◆ **What this task involves**
Records follow. Select each line holding "filename".

◆ **Material shown**
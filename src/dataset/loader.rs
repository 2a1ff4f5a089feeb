//! CSV dataset loading.
//!
//! The header is checked against [`REQUIRED_COLUMNS`] before any row is
//! read; rows are returned with the line they started on.

use crate::cleaning::NormalizeError;
use crate::models::{RawRecord, RawRow, REQUIRED_COLUMNS};
use csv::StringRecord;
use indicatif::{ProgressBar, ProgressStyle};
use std::fs::File;
use std::io::Read;
use std::path::{Path, PathBuf};
use std::time::Duration;
use tracing::{debug, info};

/// Dataset path that stands for standard input.
pub const STDIN_PATH: &str = "-";

/// How often the spinner message is refreshed, in rows.
const PROGRESS_EVERY: usize = 1000;

/// Options for loading a dataset.
#[derive(Debug, Clone)]
pub struct LoadOptions {
    /// Whether to show a spinner while reading.
    pub show_progress: bool,
}

impl Default for LoadOptions {
    fn default() -> Self {
        Self {
            show_progress: true,
        }
    }
}

/// Reads raw rows from a CSV file on disk.
pub struct DatasetLoader {
    path: PathBuf,
    options: LoadOptions,
}

impl DatasetLoader {
    pub fn new(path: PathBuf, options: LoadOptions) -> Self {
        Self { path, options }
    }

    pub fn path(&self) -> &Path {
        &self.path
    }

    /// Load every row of the dataset. A path of `-` reads standard input.
    pub fn load(&self) -> Result<Vec<RawRow>, NormalizeError> {
        if self.path.as_os_str() == STDIN_PATH {
            info!("Loading dataset from standard input");
            return read_raw_rows(std::io::stdin().lock());
        }

        info!("Loading dataset: {}", self.path.display());

        let file = File::open(&self.path).map_err(|source| NormalizeError::Io {
            path: self.path.clone(),
            source,
        })?;
        let reader = csv::Reader::from_reader(file);
        let progress = self.options.show_progress.then(spinner);

        let rows = read_rows(reader, progress.as_ref())?;

        if let Some(pb) = progress {
            pb.finish_and_clear();
        }
        info!("Read {} rows from {}", rows.len(), self.path.display());

        Ok(rows)
    }
}

/// Read raw rows from any CSV source (with a header row).
pub fn read_raw_rows<R: Read>(source: R) -> Result<Vec<RawRow>, NormalizeError> {
    read_rows(csv::Reader::from_reader(source), None)
}

/// Fail with every required column the header lacks.
pub fn check_schema(headers: &StringRecord) -> Result<(), NormalizeError> {
    let missing: Vec<String> = REQUIRED_COLUMNS
        .iter()
        .filter(|column| !headers.iter().any(|h| h == **column))
        .map(|column| column.to_string())
        .collect();

    if missing.is_empty() {
        Ok(())
    } else {
        Err(NormalizeError::Schema { missing })
    }
}

fn read_rows<R: Read>(
    mut reader: csv::Reader<R>,
    progress: Option<&ProgressBar>,
) -> Result<Vec<RawRow>, NormalizeError> {
    let headers = reader.headers()?.clone();
    debug!("Dataset columns: {:?}", headers);
    check_schema(&headers)?;

    let mut rows = Vec::new();
    let mut record = StringRecord::new();

    while reader.read_record(&mut record)? {
        let line = record.position().map_or(0, |p| p.line());
        let raw: RawRecord = record.deserialize(Some(&headers))?;
        rows.push(RawRow::new(line, raw));

        if let Some(pb) = progress {
            if rows.len() % PROGRESS_EVERY == 0 {
                pb.set_message(format!("{} rows read", rows.len()));
            }
        }
    }

    Ok(rows)
}

fn spinner() -> ProgressBar {
    let pb = ProgressBar::new_spinner();
    pb.set_style(
        ProgressStyle::default_spinner()
            .template("{spinner:.green} [{elapsed_precise}] {msg}")
            .unwrap_or_else(|_| ProgressStyle::default_spinner()),
    );
    pb.set_message("reading dataset");
    pb.enable_steady_tick(Duration::from_millis(100));
    pb
}
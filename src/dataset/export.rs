//! Export of the cleaned table.

use crate::models::CleanedRecord;
use anyhow::{Context, Result};
use std::io::Write;
use std::path::Path;
use tracing::info;

/// Write cleaned records as CSV with the dataset's column names.
///
/// Dates are written as `DD-MM-YYYY` and delivery times as bare minutes,
/// so the export can be loaded and cleaned again unchanged.
pub fn write_cleaned<W: Write>(records: &[CleanedRecord], sink: W) -> Result<()> {
    let mut writer = csv::Writer::from_writer(sink);
    for record in records {
        writer.serialize(record)?;
    }
    writer.flush()?;
    Ok(())
}

/// Write cleaned records to a CSV file.
pub fn write_cleaned_csv(records: &[CleanedRecord], path: &Path) -> Result<()> {
    let file = std::fs::File::create(path)
        .with_context(|| format!("Failed to create {}", path.display()))?;
    write_cleaned(records, file)
        .with_context(|| format!("Failed to write cleaned dataset to {}", path.display()))?;

    info!("Wrote {} cleaned rows to {}", records.len(), path.display());
    Ok(())
}

#[cfg(test)]
mod tests {
    use super::*;
    use crate::cleaning::Normalizer;
    use crate::dataset::loader::read_raw_rows;
    use crate::fixtures::{cleaned, order};

    #[test]
    fn test_export_uses_dataset_formats() {
        let mut buffer = Vec::new();
        write_cleaned(&[cleaned()], &mut buffer).unwrap();
        let text = String::from_utf8(buffer).unwrap();

        let header = text.lines().next().unwrap();
        assert!(header.starts_with("ID,Delivery_person_ID,Delivery_person_Age"));
        assert!(header.ends_with("City,Time_taken(min)"));
        assert!(text.contains("19-03-2022"));
        assert!(text.trim_end().ends_with(",Urban,24"));
    }

    #[test]
    fn test_export_reloads_to_same_records() {
        let records = vec![
            cleaned(),
            order("0x1", "BANGRES19DEL01", "Metropolitian", "Jam", 41),
            order("0x2", "COIMBRES13DEL02", "Semi-Urban", "Low", 12),
        ];

        let mut buffer = Vec::new();
        write_cleaned(&records, &mut buffer).unwrap();

        let rows = read_raw_rows(buffer.as_slice()).unwrap();
        let again = Normalizer::default().normalize(rows).unwrap();
        assert_eq!(again.records, records);
    }

    #[test]
    fn test_write_cleaned_csv_to_file() {
        let dir = tempfile::tempdir().unwrap();
        let path = dir.path().join("clean.csv");
        write_cleaned_csv(&[cleaned()], &path).unwrap();
        let text = std::fs::read_to_string(&path).unwrap();
        assert_eq!(text.lines().count(), 2);
    }
}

◆ **Answer space**
filename src/dataset/loader.rs
filename src/dataset/export.rs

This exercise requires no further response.